Facing the Worst in Ourselves, and Learning Grace [excerpt]

© 2006 Greg DunlapFlickr | CC-BY via Wylio
What would it take for us to stop playing this game, understand that Romans 3 is real, and be able to face the worst in ourselves and in others?

We perpetuate this lie that there is such a thing as a clean life, a closet without skeletons. Because we do that, we continue to be shocked every time we find out otherwise. We live our days in the midst of this fake drama of being self-assured and put together, and start to believe it’s our true narrative. We live with lists of “unforgivable sins,” but it just so happens that none of our own sins are on the list. When someone else gets exposed, we retreat to our positions of judgment and superiority — not to punish them but to protect ourselves.

Church, instead of being a place of freedom from this game, is too often a place for upping the ante, a place for advanced-level players of this game.

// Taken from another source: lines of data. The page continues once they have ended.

//! Dual-trigger batch buffer.
//!
//! ```text
//!   push ─▶ [m1 m2 m3 ...]  ──len == size──────────▶ flush
//!             │
//!             └─ first arrival + interval elapsed ─▶ flush (partial)
//! ```
//!
//! The buffer never reads a clock itself; callers pass `now`, which keeps
//! both triggers deterministic under test.

use std::time::Duration;

use tokio::time::Instant;

/// Buffer flushed by size or by age of its oldest entry, whichever comes first.
#[derive(Debug)]
pub struct BatchBuffer<T> {
    items: Vec<T>,
    size: usize,
    interval: Duration,
    started: Option<Instant>,
}

impl<T> BatchBuffer<T> {
    pub fn new(size: usize, interval: Duration) -> Self {
        let size = size.max(1);
        Self {
            items: Vec::with_capacity(size),
            size,
            interval,
            started: None,
        }
    }

    /// Add one item; returns the full batch once the size trigger fires.
    pub fn push(&mut self, item: T, now: Instant) -> Option<Vec<T>> {
        if self.items.is_empty() {
            self.started = Some(now);
        }
        self.items.push(item);
        if self.items.len() >= self.size {
            return Some(self.take());
        }
        None
    }

    /// When the interval trigger fires for the current contents.
    #[must_use]
    pub fn deadline(&self) -> Option<Instant> {
        self.started.map(|started| started + self.interval)
    }

    /// Returns the partial batch if the interval has elapsed at `now`.
    pub fn poll_expired(&mut self, now: Instant) -> Option<Vec<T>> {
        match self.deadline() {
            Some(deadline) if now >= deadline && !self.items.is_empty() => Some(self.take()),
            _ => None,
        }
    }

    /// Unconditional flush of whatever is buffered.
    pub fn drain(&mut self) -> Option<Vec<T>> {
        if self.items.is_empty() {
            None
        } else {
            Some(self.take())
        }
    }

    #[must_use]
    pub fn len(&self) -> usize {
        self.items.len()
    }

    #[must_use]
    pub fn is_empty(&self) -> bool {
        self.items.is_empty()
    }

    fn take(&mut self) -> Vec<T> {
        self.started = None;
        std::mem::replace(&mut self.items, Vec::with_capacity(self.size))
    }
}

#[cfg(test)]
mod tests {
    use super::*;

    const SIZE: usize = 4;
    const INTERVAL: Duration = Duration::from_secs(5);

    #[test]
    fn test_size_trigger_flushes_once_with_all_items() {
        let start = Instant::now();
        let mut buffer = BatchBuffer::new(SIZE, INTERVAL);

        let mut flushes = Vec::new();
        for i in 0..SIZE {
            let now = start + Duration::from_millis(10 * i as u64);
            if let Some(batch) = buffer.push(i, now) {
                flushes.push(batch);
            }
            assert!(buffer.poll_expired(now).is_none());
        }

        assert_eq!(flushes, vec![vec![0, 1, 2, 3]]);
        assert!(buffer.is_empty());
        assert!(buffer.deadline().is_none());
    }

    #[test]
    fn test_interval_trigger_flushes_partial_set() {
        let start = Instant::now();
        let mut buffer = BatchBuffer::new(SIZE, INTERVAL);

        assert!(buffer.push("a", start).is_none());
        assert!(buffer.push("b", start + Duration::from_secs(1)).is_none());
        assert_eq!(buffer.deadline(), Some(start + INTERVAL));

        assert!(buffer.poll_expired(start + Duration::from_secs(4)).is_none());
        assert_eq!(
            buffer.poll_expired(start + INTERVAL),
            Some(vec!["a", "b"])
        );
        assert!(buffer.poll_expired(start + INTERVAL * 2).is_none());
    }

    #[test]
    fn test_timer_restarts_on_next_arrival() {
        let start = Instant::now();
        let mut buffer = BatchBuffer::new(2, INTERVAL);

        buffer.push(1, start);
        buffer.push(2, start + Duration::from_secs(1));
        assert!(buffer.deadline().is_none());

        let later = start + Duration::from_secs(30);
        buffer.push(3, later);
        assert_eq!(buffer.deadline(), Some(later + INTERVAL));
    }

    #[test]
    fn test_drain() {
        let mut buffer = BatchBuffer::new(SIZE, INTERVAL);
        assert!(buffer.drain().is_none());
        buffer.push(7, Instant::now());
        assert_eq!(buffer.len(), 1);
        assert_eq!(buffer.drain(), Some(vec![7]));
        assert!(buffer.drain().is_none());
    }

    #[test]
    fn test_zero_size_behaves_as_unbatched() {
        let mut buffer = BatchBuffer::new(0, INTERVAL);
        assert_eq!(buffer.push('x', Instant::now()), Some(vec!['x']));
    }
}
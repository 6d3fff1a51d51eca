//! Ports: the broker contract, handlers, and native client traits.

pub mod broker;
pub mod clients;
pub mod handler;

pub use broker::{Broker, BrokerExt};
pub use clients::{
    DeliveryAcker, LogCluster, LogProducer, LogReader, LogRecord, OffsetCommitter,
    OutboundRecord, ProducerConfig, QueueBinding, QueueConnection, QueueConsumer,
    QueueDelivery, ReaderConfig, RecordMetadata, SessionClient, SessionConfig, SessionEvent,
    SessionMessage,
};
pub use handler::{handler_fn, raw_handler, typed_handler, Handler, RawEvent, TypedEvent};
//! In-process MQTT-style session server implementing [`SessionClient`].
//!
//! One [`MemorySessionBroker`] hands out any number of clients. Publishing
//! on one client routes to every connected client holding a matching
//! filter. Clean sessions drop their filters on reconnect; retained
//! messages replay to new matching subscriptions.

use std::collections::HashMap;
use std::sync::atomic::{AtomicBool, AtomicUsize, Ordering};
use std::sync::Arc;

use async_trait::async_trait;
use bytes::Bytes;
use parking_lot::Mutex;
use tokio::sync::{broadcast, mpsc};
use tracing::{debug, warn};

use crate::domain::{BackendError, Headers, QoS, TopicFilter};
use crate::ports::{SessionClient, SessionConfig, SessionEvent, SessionMessage};

const EVENT_CAPACITY: usize = 16;

type Route = (TopicFilter, QoS, mpsc::Sender<SessionMessage>);

struct ClientShared {
    connected: AtomicBool,
    connect_attempts: AtomicUsize,
    client_id: Mutex<Option<String>>,
    routes: Mutex<Vec<Route>>,
    events: broadcast::Sender<SessionEvent>,
}

#[derive(Default)]
struct ServerState {
    refusing: usize,
    clients: Vec<Arc<ClientShared>>,
    next_packet: u16,
    retained: HashMap<String, SessionMessage>,
}

impl ServerState {
    fn packet_id(&mut self, qos: QoS) -> u16 {
        if qos == QoS::AtMostOnce {
            return 0;
        }
        self.next_packet = self.next_packet.wrapping_add(1).max(1);
        self.next_packet
    }
}

fn downgrade(published: QoS, granted: QoS) -> QoS {
    let rank = |qos: QoS| match qos {
        QoS::AtMostOnce => 0,
        QoS::AtLeastOnce => 1,
        QoS::ExactlyOnce => 2,
    };
    if rank(published) <= rank(granted) {
        published
    } else {
        granted
    }
}

/// Shared in-process session server.
#[derive(Clone, Default)]
pub struct MemorySessionBroker {
    state: Arc<Mutex<ServerState>>,
}

impl MemorySessionBroker {
    #[must_use]
    pub fn new() -> Self {
        Self::default()
    }

    /// New disconnected client attached to this server.
    #[must_use]
    pub fn client(&self) -> MemorySessionClient {
        let (events, _) = broadcast::channel(EVENT_CAPACITY);
        let shared = Arc::new(ClientShared {
            connected: AtomicBool::new(false),
            connect_attempts: AtomicUsize::new(0),
            client_id: Mutex::new(None),
            routes: Mutex::new(Vec::new()),
            events,
        });
        self.state.lock().clients.push(Arc::clone(&shared));
        MemorySessionClient {
            server: self.clone(),
            shared,
        }
    }

    /// Refuse the next `count` connection attempts from any client.
    pub fn refuse_connections(&self, count: usize) {
        self.state.lock().refusing = count;
    }

    #[must_use]
    pub fn connected_clients(&self) -> usize {
        self.state
            .lock()
            .clients
            .iter()
            .filter(|c| c.connected.load(Ordering::Acquire))
            .count()
    }
}

/// Client handle onto a [`MemorySessionBroker`]. Clones share the session.
#[derive(Clone)]
pub struct MemorySessionClient {
    server: MemorySessionBroker,
    shared: Arc<ClientShared>,
}

impl MemorySessionClient {
    /// Drop the session and emit [`SessionEvent::ConnectionLost`].
    pub fn simulate_connection_loss(&self) {
        self.shared.connected.store(false, Ordering::Release);
        let _ = self
            .shared
            .events
            .send(SessionEvent::ConnectionLost("connection reset by peer".into()));
    }

    /// Connect calls made so far, successful or not.
    #[must_use]
    pub fn connect_attempts(&self) -> usize {
        self.shared.connect_attempts.load(Ordering::Acquire)
    }

    /// Active subscription filters, sorted.
    #[must_use]
    pub fn filters(&self) -> Vec<String> {
        let mut filters: Vec<_> = self
            .shared
            .routes
            .lock()
            .iter()
            .map(|(filter, _, _)| filter.as_str().to_string())
            .collect();
        filters.sort();
        filters
    }

    /// Client id of the last successful connect.
    #[must_use]
    pub fn client_id(&self) -> Option<String> {
        self.shared.client_id.lock().clone()
    }

    fn ensure_connected(&self) -> Result<(), BackendError> {
        if self.shared.connected.load(Ordering::Acquire) {
            Ok(())
        } else {
            Err(BackendError::SessionClosed)
        }
    }
}

fn deliver(sink: &mpsc::Sender<SessionMessage>, message: SessionMessage) {
    if let Err(err) = sink.try_send(message) {
        warn!(error = %err, "Session subscriber buffer full, message dropped");
    }
}

#[async_trait]
impl SessionClient for MemorySessionClient {
    async fn connect(&self, config: &SessionConfig) -> Result<(), BackendError> {
        self.shared.connect_attempts.fetch_add(1, Ordering::AcqRel);
        {
            let mut state = self.server.state.lock();
            if state.refusing > 0 {
                state.refusing -= 1;
                return Err(BackendError::Unreachable(config.addresses.join(",")));
            }
        }

        if config.clean_session {
            self.shared.routes.lock().clear();
        }
        *self.shared.client_id.lock() = Some(config.client_id.clone());
        self.shared.connected.store(true, Ordering::Release);
        let _ = self.shared.events.send(SessionEvent::Connected);
        debug!(client_id = %config.client_id, clean_session = config.clean_session, "Session established");
        Ok(())
    }

    async fn disconnect(&self) -> Result<(), BackendError> {
        self.shared.connected.store(false, Ordering::Release);
        Ok(())
    }

    fn is_connected(&self) -> bool {
        self.shared.connected.load(Ordering::Acquire)
    }

    fn events(&self) -> broadcast::Receiver<SessionEvent> {
        self.shared.events.subscribe()
    }

    async fn publish(
        &self,
        topic: &str,
        qos: QoS,
        retain: bool,
        properties: Headers,
        payload: Bytes,
    ) -> Result<(), BackendError> {
        self.ensure_connected()?;

        let mut deliveries = Vec::new();
        {
            let mut state = self.server.state.lock();
            if retain {
                if payload.is_empty() {
                    state.retained.remove(topic);
                } else {
                    state.retained.insert(
                        topic.to_string(),
                        SessionMessage {
                            topic: topic.to_string(),
                            packet_id: 0,
                            qos,
                            retain: true,
                            properties: properties.clone(),
                            payload: payload.clone(),
                        },
                    );
                }
            }

            let clients: Vec<_> = state
                .clients
                .iter()
                .filter(|c| c.connected.load(Ordering::Acquire))
                .cloned()
                .collect();
            for client in clients {
                for (filter, granted, sink) in client.routes.lock().iter() {
                    if filter.matches(topic) {
                        let qos = downgrade(qos, *granted);
                        deliveries.push((
                            sink.clone(),
                            SessionMessage {
                                topic: topic.to_string(),
                                packet_id: state.packet_id(qos),
                                qos,
                                retain: false,
                                properties: properties.clone(),
                                payload: payload.clone(),
                            },
                        ));
                    }
                }
            }
        }

        for (sink, message) in deliveries {
            deliver(&sink, message);
        }
        Ok(())
    }

    async fn subscribe(
        &self,
        filter: &str,
        qos: QoS,
        sink: mpsc::Sender<SessionMessage>,
    ) -> Result<(), BackendError> {
        self.ensure_connected()?;
        let parsed =
            TopicFilter::parse(filter).map_err(|e| BackendError::Rejected(e.to_string()))?;

        let retained: Vec<_> = self
            .server
            .state
            .lock()
            .retained
            .values()
            .filter(|m| parsed.matches(&m.topic))
            .cloned()
            .collect();

        {
            let mut routes = self.shared.routes.lock();
            routes.retain(|(existing, _, _)| existing.as_str() != filter);
            routes.push((parsed, qos, sink.clone()));
        }
        for message in retained {
            deliver(&sink, message);
        }
        Ok(())
    }

    async fn unsubscribe(&self, filter: &str) -> Result<(), BackendError> {
        self.ensure_connected()?;
        self.shared
            .routes
            .lock()
            .retain(|(existing, _, _)| existing.as_str() != filter);
        Ok(())
    }
}

#[cfg(test)]
mod tests {
    use super::*;

    fn config(clean_session: bool) -> SessionConfig {
        SessionConfig {
            addresses: vec!["tcp://127.0.0.1:1883".into()],
            client_id: "sensor-7".into(),
            clean_session,
            credentials: None,
            tls: None,
        }
    }

    #[tokio::test]
    async fn test_routes_to_matching_clients_only() {
        let server = MemorySessionBroker::new();
        let publisher = server.client();
        let listener = server.client();
        publisher.connect(&config(true)).await.unwrap();
        listener.connect(&config(true)).await.unwrap();

        let (tx, mut rx) = mpsc::channel(8);
        listener
            .subscribe("site/+/temp", QoS::AtLeastOnce, tx)
            .await
            .unwrap();

        for topic in ["site/a/humidity", "site/a/temp"] {
            publisher
                .publish(
                    topic,
                    QoS::AtLeastOnce,
                    false,
                    Headers::new(),
                    Bytes::from_static(b"21"),
                )
                .await
                .unwrap();
        }

        let message = rx.recv().await.unwrap();
        assert_eq!(message.topic, "site/a/temp");
        assert_ne!(message.packet_id, 0);
        assert!(rx.try_recv().is_err());
    }

    #[tokio::test]
    async fn test_clean_session_drops_filters_on_reconnect() {
        let server = MemorySessionBroker::new();
        let client = server.client();
        client.connect(&config(false)).await.unwrap();
        let (tx, _rx) = mpsc::channel(8);
        client.subscribe("a/#", QoS::AtLeastOnce, tx).await.unwrap();

        client.simulate_connection_loss();
        client.connect(&config(false)).await.unwrap();
        assert_eq!(client.filters(), vec!["a/#".to_string()]);

        client.simulate_connection_loss();
        client.connect(&config(true)).await.unwrap();
        assert!(client.filters().is_empty());
    }

    #[tokio::test]
    async fn test_refused_connections_then_success() {
        let server = MemorySessionBroker::new();
        let client = server.client();
        let mut events = client.events();
        server.refuse_connections(2);

        for _ in 0..2 {
            assert!(matches!(
                client.connect(&config(true)).await,
                Err(BackendError::Unreachable(_))
            ));
        }
        client.connect(&config(true)).await.unwrap();
        assert_eq!(client.connect_attempts(), 3);
        assert_eq!(events.recv().await.unwrap(), SessionEvent::Connected);
        assert_eq!(client.client_id().as_deref(), Some("sensor-7"));
    }

    #[tokio::test]
    async fn test_retained_message_replays_to_new_subscriber() {
        let server = MemorySessionBroker::new();
        let client = server.client();
        client.connect(&config(true)).await.unwrap();
        client
            .publish(
                "status/gw",
                QoS::AtLeastOnce,
                true,
                Headers::new(),
                Bytes::from_static(b"online"),
            )
            .await
            .unwrap();

        let (tx, mut rx) = mpsc::channel(8);
        client.subscribe("status/#", QoS::AtMostOnce, tx).await.unwrap();
        let message = rx.recv().await.unwrap();
        assert!(message.retain);
        assert_eq!(message.payload, Bytes::from_static(b"online"));
    }

    #[tokio::test]
    async fn test_io_requires_session() {
        let server = MemorySessionBroker::new();
        let client = server.client();
        let (tx, _rx) = mpsc::channel(1);
        assert_eq!(
            client.subscribe("a", QoS::AtLeastOnce, tx).await.unwrap_err(),
            BackendError::SessionClosed
        );
        assert_eq!(server.connected_clients(), 0);
    }

    #[test]
    fn test_qos_downgrade() {
        assert_eq!(downgrade(QoS::ExactlyOnce, QoS::AtLeastOnce), QoS::AtLeastOnce);
        assert_eq!(downgrade(QoS::AtMostOnce, QoS::ExactlyOnce), QoS::AtMostOnce);
    }
}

Church can end up being a place where we are expected to hide from our brokenness rather than admitting it, working through it, and receiving the grace of God. Somehow, the church must become the place of refuge for the repentant tax collector (Luke 18:9-14) rather than where the adulterous woman, covering her head, waits for the first stone (John 7:53-8:11).

Most harmful behavior boils down to a hidden fear or unmet need. We really never know how we would respond in certain situations. It’s the circumstances we rarely take the time to understand, but it’s the circumstances that are key... [read the full article at Baptist News Global]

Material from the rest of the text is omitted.